● **How to complete this task**: Copy out each line below containing "configuration".

● **Exercise data**:
—————

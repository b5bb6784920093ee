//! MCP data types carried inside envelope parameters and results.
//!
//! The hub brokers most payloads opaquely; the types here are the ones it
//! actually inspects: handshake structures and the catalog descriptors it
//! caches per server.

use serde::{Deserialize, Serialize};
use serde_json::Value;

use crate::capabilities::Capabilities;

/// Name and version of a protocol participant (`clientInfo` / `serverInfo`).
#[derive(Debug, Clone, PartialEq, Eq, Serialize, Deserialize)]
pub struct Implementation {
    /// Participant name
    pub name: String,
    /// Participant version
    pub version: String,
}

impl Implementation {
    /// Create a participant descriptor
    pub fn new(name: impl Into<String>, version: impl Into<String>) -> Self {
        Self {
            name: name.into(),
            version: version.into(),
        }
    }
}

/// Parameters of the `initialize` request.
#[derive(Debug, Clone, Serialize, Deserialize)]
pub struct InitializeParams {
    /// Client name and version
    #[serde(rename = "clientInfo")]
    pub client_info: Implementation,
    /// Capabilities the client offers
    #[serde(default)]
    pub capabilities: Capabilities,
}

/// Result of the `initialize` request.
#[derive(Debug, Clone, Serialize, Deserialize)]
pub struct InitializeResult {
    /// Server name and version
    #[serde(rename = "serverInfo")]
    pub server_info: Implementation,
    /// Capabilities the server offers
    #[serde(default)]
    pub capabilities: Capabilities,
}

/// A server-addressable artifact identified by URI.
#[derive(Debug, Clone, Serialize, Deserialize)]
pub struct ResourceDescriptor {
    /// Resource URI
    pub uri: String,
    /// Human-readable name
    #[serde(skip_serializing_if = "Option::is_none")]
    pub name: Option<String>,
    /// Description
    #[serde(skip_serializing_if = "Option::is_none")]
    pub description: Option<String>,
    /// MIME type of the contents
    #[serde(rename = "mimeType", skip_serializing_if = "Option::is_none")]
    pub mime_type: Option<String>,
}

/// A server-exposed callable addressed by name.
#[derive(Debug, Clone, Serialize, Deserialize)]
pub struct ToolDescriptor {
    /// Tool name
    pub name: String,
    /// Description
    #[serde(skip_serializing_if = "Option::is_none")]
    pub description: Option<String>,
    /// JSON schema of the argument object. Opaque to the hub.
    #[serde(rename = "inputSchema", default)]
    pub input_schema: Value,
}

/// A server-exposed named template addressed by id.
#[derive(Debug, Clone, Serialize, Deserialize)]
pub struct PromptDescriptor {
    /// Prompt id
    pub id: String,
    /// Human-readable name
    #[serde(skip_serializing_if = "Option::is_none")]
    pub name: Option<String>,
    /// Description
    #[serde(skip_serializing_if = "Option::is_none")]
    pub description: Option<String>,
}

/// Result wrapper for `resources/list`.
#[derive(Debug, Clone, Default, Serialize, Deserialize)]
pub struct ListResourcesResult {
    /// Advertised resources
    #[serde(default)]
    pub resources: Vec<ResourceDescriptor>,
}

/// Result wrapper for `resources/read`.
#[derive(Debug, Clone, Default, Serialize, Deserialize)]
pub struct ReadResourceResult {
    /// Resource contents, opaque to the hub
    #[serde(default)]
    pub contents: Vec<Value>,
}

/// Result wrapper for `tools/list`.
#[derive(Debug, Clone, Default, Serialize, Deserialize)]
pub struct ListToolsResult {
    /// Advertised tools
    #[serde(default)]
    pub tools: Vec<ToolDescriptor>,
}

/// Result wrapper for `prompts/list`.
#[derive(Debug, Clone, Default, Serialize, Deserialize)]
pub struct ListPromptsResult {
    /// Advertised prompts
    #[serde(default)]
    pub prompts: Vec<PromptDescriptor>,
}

—————

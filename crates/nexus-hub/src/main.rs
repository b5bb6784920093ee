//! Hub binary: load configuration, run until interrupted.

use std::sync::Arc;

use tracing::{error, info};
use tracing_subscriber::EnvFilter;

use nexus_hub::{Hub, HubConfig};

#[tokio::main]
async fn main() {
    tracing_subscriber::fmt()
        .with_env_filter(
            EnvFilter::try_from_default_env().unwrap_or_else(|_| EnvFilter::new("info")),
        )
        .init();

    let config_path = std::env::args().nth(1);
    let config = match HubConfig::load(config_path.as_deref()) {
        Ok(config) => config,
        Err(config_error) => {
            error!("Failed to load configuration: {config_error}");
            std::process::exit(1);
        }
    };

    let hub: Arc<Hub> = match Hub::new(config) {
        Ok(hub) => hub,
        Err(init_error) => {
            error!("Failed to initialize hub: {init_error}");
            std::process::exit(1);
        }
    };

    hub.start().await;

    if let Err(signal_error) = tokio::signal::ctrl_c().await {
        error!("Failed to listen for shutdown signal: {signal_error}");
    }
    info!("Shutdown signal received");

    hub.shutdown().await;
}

—————

● **Answer section**:
//! Hub binary: load configuration, run until interrupted.
            error!("Failed to load configuration: {config_error}");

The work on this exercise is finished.